At the monthly meeting of the Skelton Board of Health it was agreed to purchase a new snow plough for the district at a cost not exceeding £3.
It was reported that the old wooden bridge which spans the boundary streams below the old mill at Saltburn was dangerous for foot passengers owing to its decayed and broken down condition and it was repaired at the joint expense of the Skelton and Brotton Boards.
14th December - DISTRESS.
14th December - POACHERS.
trespassing in pursuit of game on land at Upleatham belonging to the Earl of Zetland. They were fined 5 shillings and costs.
19th December - DISTRESS, OLD CLOTHES WANTED.
20th December - OLD SKELTON SOUP KITCHEN.
26th December. - NEED FOR AN AMBULANCE.
On Thursday last, a poor man, named George Thompson, a miner working at South Skelton, owned by the Yorkshire Banking Company, met
with a serious accident - viz cut about the head, injured back and broken thigh. This happened about 9.30 a.m.
After being conveyed to the pit bottom on a door and sent up the pit, the poor fellow was placed in a heavy coal cart.
When about half the journey to Guisborough had been accomplished, he asked the men to take him out, as he could not go any further in that rough manner.

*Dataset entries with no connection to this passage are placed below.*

//! Top-level orchestrator
//!
//! Composes the session, network guard, resolvers and claim executor
//! over one wallet capability and one allocation query. Control flow
//! follows connect -> ensure network -> resolve (single or batch) ->
//! claim -> refresh.

use crate::chain::{AllocationQuery, ChainGuard, NetworkStatus};
use crate::claim::{ClaimAttempt, ClaimExecutor};
use crate::config::AirdropConfig;
use crate::eligibility::{BatchEligibilityResolver, BatchReport, EligibilityRecord, EligibilityResolver};
use crate::errors::FailureKind;
use crate::wallet::{WalletCapability, WalletSession, WalletSessionState};
use std::sync::Arc;

pub struct AirdropClient<W, Q>
where
    W: WalletCapability,
    Q: AllocationQuery,
{
    session: Arc<WalletSession<W>>,
    guard: ChainGuard<W>,
    resolver: Arc<EligibilityResolver<Q>>,
    batch: BatchEligibilityResolver<Q>,
    executor: ClaimExecutor<W, Q>,
}

impl<W, Q> AirdropClient<W, Q>
where
    W: WalletCapability,
    Q: AllocationQuery + 'static,
{
    pub fn new(config: AirdropConfig, wallet: Arc<W>, query: Arc<Q>) -> eyre::Result<Self> {
        let contract = config
            .contract_address()
            .map_err(|e| eyre::eyre!("invalid contract address in config: {}", e))?;

        let session = Arc::new(WalletSession::new(Arc::clone(&wallet)));
        let guard = ChainGuard::new(Arc::clone(&wallet), config.network.clone());
        let resolver = Arc::new(EligibilityResolver::new(
            query,
            config.contract.token_symbol.clone(),
            config.contract.token_decimals,
        ));
        let batch = BatchEligibilityResolver::new(Arc::clone(&resolver), config.batch.concurrency);
        let executor = ClaimExecutor::new(
            wallet,
            Arc::clone(&session),
            Arc::clone(&resolver),
            contract,
        );

        Ok(Self {
            session,
            guard,
            resolver,
            batch,
            executor,
        })
    }

    /// Connect the wallet and guarantee the required network.
    ///
    /// The session counts as connected only after both steps succeed;
    /// a guard failure rolls the session back to disconnected. The
    /// returned `NetworkStatus` carries the "switching unsupported,
    /// proceeding" warning marker when the wallet cannot switch.
    pub async fn connect(&self) -> Result<(WalletSessionState, NetworkStatus), FailureKind> {
        self.session.connect().await?;

        let status = match self.guard.ensure_network().await {
            Ok(status) => status,
            Err(e) => {
                self.session.disconnect();
                return Err(e);
            }
        };
        if status == NetworkStatus::Switched {
            self.session.mark_chain(self.guard.required_chain_id());
        }

        Ok((self.session.state(), status))
    }

    pub fn disconnect(&self) {
        self.session.disconnect();
    }

    pub fn session_state(&self) -> WalletSessionState {
        self.session.state()
    }

    /// Check eligibility for a raw address string
    pub async fn check(&self, raw: &str) -> Result<EligibilityRecord, FailureKind> {
        self.resolver.resolve_str(raw).await
    }

    /// Check eligibility for the connected account, the default query
    /// address after a successful connect
    pub async fn check_connected(&self) -> Result<EligibilityRecord, FailureKind> {
        let account = self
            .session
            .current_account()
            .ok_or(FailureKind::NotConnected)?;
        self.resolver.resolve(account).await
    }

    /// Check a list of raw address strings with per-item isolation
    pub async fn check_batch(&self, addresses: &[String]) -> Result<BatchReport, FailureKind> {
        self.batch.resolve_batch(addresses).await
    }

    /// Claim the connected account's allocation. Re-resolves
    /// eligibility before submitting; never claims for a third-party
    /// address.
    pub async fn claim(&self) -> Result<ClaimAttempt, FailureKind> {
        let account = self
            .session
            .current_account()
            .ok_or(FailureKind::NotConnected)?;
        self.executor.claim(account).await
    }

    /// Claim for an explicitly named target, which must still be the
    /// connected account
    pub async fn claim_for(&self, raw: &str) -> Result<ClaimAttempt, FailureKind> {
        let target = crate::address::validate(raw)?;
        self.executor.claim(target).await
    }
}
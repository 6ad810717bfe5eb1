//! Claim execution
//!
//! Validates preconditions, submits the claim transaction through the
//! wallet capability, waits for confirmation, and classifies failures.
//! Claims are self-serve only: the target must be the connected
//! account, and the contract's own self-claim enforcement is treated as
//! authoritative even when the local check passed.

use crate::chain::{AllocationQuery, IAirdrop};
use crate::claim::types::{ClaimAttempt, ClaimOutcome};
use crate::eligibility::{EligibilityRecord, EligibilityResolver};
use crate::errors::FailureKind;
use crate::wallet::{SubmitError, WalletCapability, WalletSession};
use alloy::rpc::types::TransactionRequest;
use alloy_primitives::Address;
use alloy_sol_types::SolCall;
use std::sync::Arc;

pub struct ClaimExecutor<W, Q>
where
    W: WalletCapability,
    Q: AllocationQuery,
{
    wallet: Arc<W>,
    session: Arc<WalletSession<W>>,
    resolver: Arc<EligibilityResolver<Q>>,
    contract: Address,
}

impl<W, Q> ClaimExecutor<W, Q>
where
    W: WalletCapability,
    Q: AllocationQuery,
{
    pub fn new(
        wallet: Arc<W>,
        session: Arc<WalletSession<W>>,
        resolver: Arc<EligibilityResolver<Q>>,
        contract: Address,
    ) -> Self {
        Self {
            wallet,
            session,
            resolver,
            contract,
        }
    }

    /// Resolve the target's current eligibility, then claim.
    ///
    /// Connection and identity are checked before the resolution query,
    /// so a mismatched target never causes a remote call.
    pub async fn claim(&self, target: Address) -> Result<ClaimAttempt, FailureKind> {
        self.check_identity(target)?;
        let record = self.resolver.resolve(target).await?;
        self.submit(target, &record).await
    }

    /// Submit a claim for a target whose eligibility record the caller
    /// already holds.
    pub async fn submit(
        &self,
        target: Address,
        record: &EligibilityRecord,
    ) -> Result<ClaimAttempt, FailureKind> {
        let requester = self.check_identity(target)?;

        if !record.is_claimable() {
            let reason = if !record.eligible {
                "no allocation"
            } else if record.claimed {
                "already claimed"
            } else {
                "claim window closed"
            };
            return Err(FailureKind::NotClaimable {
                address: record.address.clone(),
                reason: reason.to_string(),
            });
        }

        let call = IAirdrop::claimCall { _claimTo: target };
        let tx = TransactionRequest::default()
            .from(requester)
            .to(self.contract)
            .input(call.abi_encode().into());

        let mut attempt = ClaimAttempt::submitted(requester, target);

        tracing::info!(
            target = %target,
            amount = %record.amount,
            token = %record.token,
            "🔗 Submitting claim transaction"
        );

        let tx_hash = match self.wallet.sign_and_submit(tx).await {
            Ok(hash) => hash,
            Err(e) => {
                let kind = classify_submit_error(e);
                tracing::warn!(target = %target, error = %kind, "Claim submission failed");
                attempt.outcome = ClaimOutcome::Rejected(kind);
                return Ok(attempt);
            }
        };

        // Irrevocable from here: only the wait can be abandoned
        match self.wallet.await_confirmation(tx_hash).await {
            Ok(receipt) if receipt.success => {
                tracing::info!(
                    target = %target,
                    tx_hash = %receipt.tx_hash,
                    block_number = receipt.block_number,
                    "✓ Claim confirmed"
                );

                // The prior record is stale by definition now
                let refreshed = match self.resolver.resolve(target).await {
                    Ok(record) => Some(record),
                    Err(e) => {
                        tracing::warn!(target = %target, error = %e, "Post-claim refresh failed");
                        None
                    }
                };
                attempt.outcome = ClaimOutcome::Confirmed { receipt, refreshed };
            }
            Ok(receipt) => {
                // Mined but reverted - the contract enforces self-claim
                tracing::warn!(
                    target = %target,
                    tx_hash = %receipt.tx_hash,
                    "Claim transaction reverted on-chain"
                );
                attempt.outcome = ClaimOutcome::Rejected(FailureKind::ClaimRejectedByContract {
                    cause: "claim transaction reverted".to_string(),
                });
            }
            Err(e) => {
                let kind = classify_submit_error(e);
                tracing::warn!(target = %target, error = %kind, "Claim confirmation failed");
                attempt.outcome = ClaimOutcome::Rejected(kind);
            }
        }

        Ok(attempt)
    }

    /// Preconditions 1 and 2: connected wallet, self-claim identity.
    /// Address comparison is on parsed bytes, so differing letter case
    /// never causes a mismatch.
    fn check_identity(&self, target: Address) -> Result<Address, FailureKind> {
        let requester = self
            .session
            .current_account()
            .ok_or(FailureKind::NotConnected)?;

        if requester != target {
            return Err(FailureKind::IdentityMismatch {
                requester: requester.to_string(),
                target: target.to_string(),
            });
        }
        Ok(requester)
    }
}

fn classify_submit_error(error: SubmitError) -> FailureKind {
    match error {
        SubmitError::UserDeclined => FailureKind::UserRejected,
        SubmitError::Reverted(cause) => FailureKind::ClaimRejectedByContract { cause },
        SubmitError::Transport(cause) => FailureKind::TransactionError { cause },
    }
}

#[cfg(test)]
mod tests {
    use super::*;
    use crate::chain::SimulatedQuery;
    use crate::wallet::SimulatedWallet;
    use alloy_primitives::{address, U256};

    const ACCOUNT: Address = address!("00000000000000000000000000000000000000a1");
    const OTHER: Address = address!("00000000000000000000000000000000000000b2");

    fn ether(units: u64) -> U256 {
        U256::from(units) * U256::from(10).pow(U256::from(18))
    }

    struct Fixture {
        wallet: Arc<SimulatedWallet>,
        query: Arc<SimulatedQuery>,
        executor: ClaimExecutor<SimulatedWallet, SimulatedQuery>,
    }

    async fn fixture(wallet: SimulatedWallet, query: SimulatedQuery, connect: bool) -> Fixture {
        let wallet = Arc::new(wallet.with_accounts(vec![ACCOUNT]));
        let query = Arc::new(query);
        let session = Arc::new(WalletSession::new(Arc::clone(&wallet)));
        if connect {
            session.connect().await.unwrap();
        }
        let resolver = Arc::new(EligibilityResolver::new(
            Arc::clone(&query),
            "ZORA".to_string(),
            18,
        ));
        let executor = ClaimExecutor::new(
            Arc::clone(&wallet),
            session,
            resolver,
            address!("0000000002ba96C69b95E32CAAB8fc38bAB8B3F8"),
        );
        Fixture {
            wallet,
            query,
            executor,
        }
    }

    fn claimable_record(account: Address) -> EligibilityRecord {
        EligibilityRecord {
            address: account.to_string(),
            eligible: true,
            amount: "5".to_string(),
            amount_raw: ether(5),
            token: "ZORA".to_string(),
            claimed: false,
            claim_open: true,
        }
    }

    #[tokio::test]
    async fn not_connected_fails_before_any_remote_call() {
        let f = fixture(SimulatedWallet::new(), SimulatedQuery::new(), false).await;

        let err = f.executor.claim(ACCOUNT).await.unwrap_err();
        assert_eq!(err, FailureKind::NotConnected);
        assert!(f.wallet.submitted_transactions().is_empty());
        assert!(f.query.calls().is_empty());
    }

    #[tokio::test]
    async fn identity_mismatch_fails_before_any_remote_call() {
        let f = fixture(SimulatedWallet::new(), SimulatedQuery::new(), true).await;

        let err = f.executor.claim(OTHER).await.unwrap_err();
        assert!(matches!(err, FailureKind::IdentityMismatch { .. }));
        assert!(f.wallet.submitted_transactions().is_empty());
        assert!(f.query.calls().is_empty());
    }

    #[tokio::test]
    async fn unclaimable_records_are_rejected_without_submission() {
        let f = fixture(SimulatedWallet::new(), SimulatedQuery::new(), true).await;

        let mut already_claimed = claimable_record(ACCOUNT);
        already_claimed.claimed = true;
        let err = f.executor.submit(ACCOUNT, &already_claimed).await.unwrap_err();
        assert!(matches!(err, FailureKind::NotClaimable { .. }));

        let mut window_closed = claimable_record(ACCOUNT);
        window_closed.claim_open = false;
        let err = f.executor.submit(ACCOUNT, &window_closed).await.unwrap_err();
        assert!(matches!(err, FailureKind::NotClaimable { .. }));

        let mut not_eligible = claimable_record(ACCOUNT);
        not_eligible.eligible = false;
        not_eligible.amount_raw = U256::ZERO;
        let err = f.executor.submit(ACCOUNT, &not_eligible).await.unwrap_err();
        assert!(matches!(err, FailureKind::NotClaimable { .. }));

        assert!(f.wallet.submitted_transactions().is_empty());
    }

    #[tokio::test]
    async fn confirmed_claim_refreshes_eligibility_exactly_once() {
        // First resolve sees the claimable state, the post-claim
        // refresh sees it claimed
        let query = SimulatedQuery::new()
            .with_state(ACCOUNT, ether(5), false, true)
            .with_state(ACCOUNT, ether(5), true, true);
        let f = fixture(SimulatedWallet::new(), query, true).await;

        let attempt = f.executor.claim(ACCOUNT).await.unwrap();

        assert!(attempt.is_confirmed());
        assert_eq!(attempt.requester, ACCOUNT);
        assert_eq!(attempt.target, ACCOUNT);
        assert_eq!(f.wallet.submitted_transactions().len(), 1);
        assert_eq!(f.wallet.confirmation_waits(), 1);
        // One pre-claim resolve plus exactly one refresh
        assert_eq!(f.query.calls_for(ACCOUNT), 2);

        match attempt.outcome {
            ClaimOutcome::Confirmed { receipt, refreshed } => {
                assert!(receipt.success);
                let refreshed = refreshed.unwrap();
                assert!(refreshed.claimed);
                assert!(!refreshed.is_claimable());
            }
            other => panic!("unexpected outcome: {:?}", other),
        }
    }

    #[tokio::test]
    async fn declined_signing_is_user_rejected_and_retryable() {
        let wallet = SimulatedWallet::new().with_submit_error(SubmitError::UserDeclined);
        let query = SimulatedQuery::new().with_state(ACCOUNT, ether(5), false, true);
        let f = fixture(wallet, query, true).await;

        let attempt = f.executor.claim(ACCOUNT).await.unwrap();
        let rejection = attempt.rejection().unwrap();
        assert_eq!(*rejection, FailureKind::UserRejected);
        assert!(rejection.is_retryable());
        // No refresh after a failed submission
        assert_eq!(f.query.calls_for(ACCOUNT), 1);
    }

    #[tokio::test]
    async fn reverted_receipt_is_claim_rejected_by_contract() {
        let wallet = SimulatedWallet::new().with_failed_receipt();
        let query = SimulatedQuery::new().with_state(ACCOUNT, ether(5), false, true);
        let f = fixture(wallet, query, true).await;

        let attempt = f.executor.claim(ACCOUNT).await.unwrap();
        assert!(matches!(
            attempt.rejection(),
            Some(FailureKind::ClaimRejectedByContract { .. })
        ));
    }

    #[tokio::test]
    async fn revert_during_execution_is_claim_rejected_by_contract() {
        let wallet = SimulatedWallet::new()
            .with_submit_error(SubmitError::Reverted("not claim owner".to_string()));
        let query = SimulatedQuery::new().with_state(ACCOUNT, ether(5), false, true);
        let f = fixture(wallet, query, true).await;

        let attempt = f.executor.claim(ACCOUNT).await.unwrap();
        match attempt.rejection() {
            Some(FailureKind::ClaimRejectedByContract { cause }) => {
                assert!(cause.contains("not claim owner"));
            }
            other => panic!("unexpected rejection: {:?}", other),
        }
    }

    #[tokio::test]
    async fn transport_failure_is_a_retryable_transaction_error() {
        let wallet = SimulatedWallet::new()
            .with_confirm_error(SubmitError::Transport("connection reset".to_string()));
        let query = SimulatedQuery::new().with_state(ACCOUNT, ether(5), false, true);
        let f = fixture(wallet, query, true).await;

        let attempt = f.executor.claim(ACCOUNT).await.unwrap();
        let rejection = attempt.rejection().unwrap();
        assert!(matches!(rejection, FailureKind::TransactionError { .. }));
        assert!(rejection.is_retryable());
        // Submission went out even though confirmation failed
        assert_eq!(f.wallet.submitted_transactions().len(), 1);
    }
}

He was then taken out of the cart, placed upon the door, and carried to the Guisborough Hospital, where he arrived about one o'clock.
What with the shock, the cold weather and the jostling in the cart, the poor fellow was quite exhausted.
Hot water had to be freely applied to him in order to get warmth into his benumbed body etc.
Surely the miner who daily risks his life is worth better treatment than this.
This is not the first time, but I hope it will be the last, that I shall have to beg in the name of all that is human, for an ambulance to be kept in readiness in every mine & c
Yours faithfully, Joseph Toyn, Agent for the Cleveland Miners Association.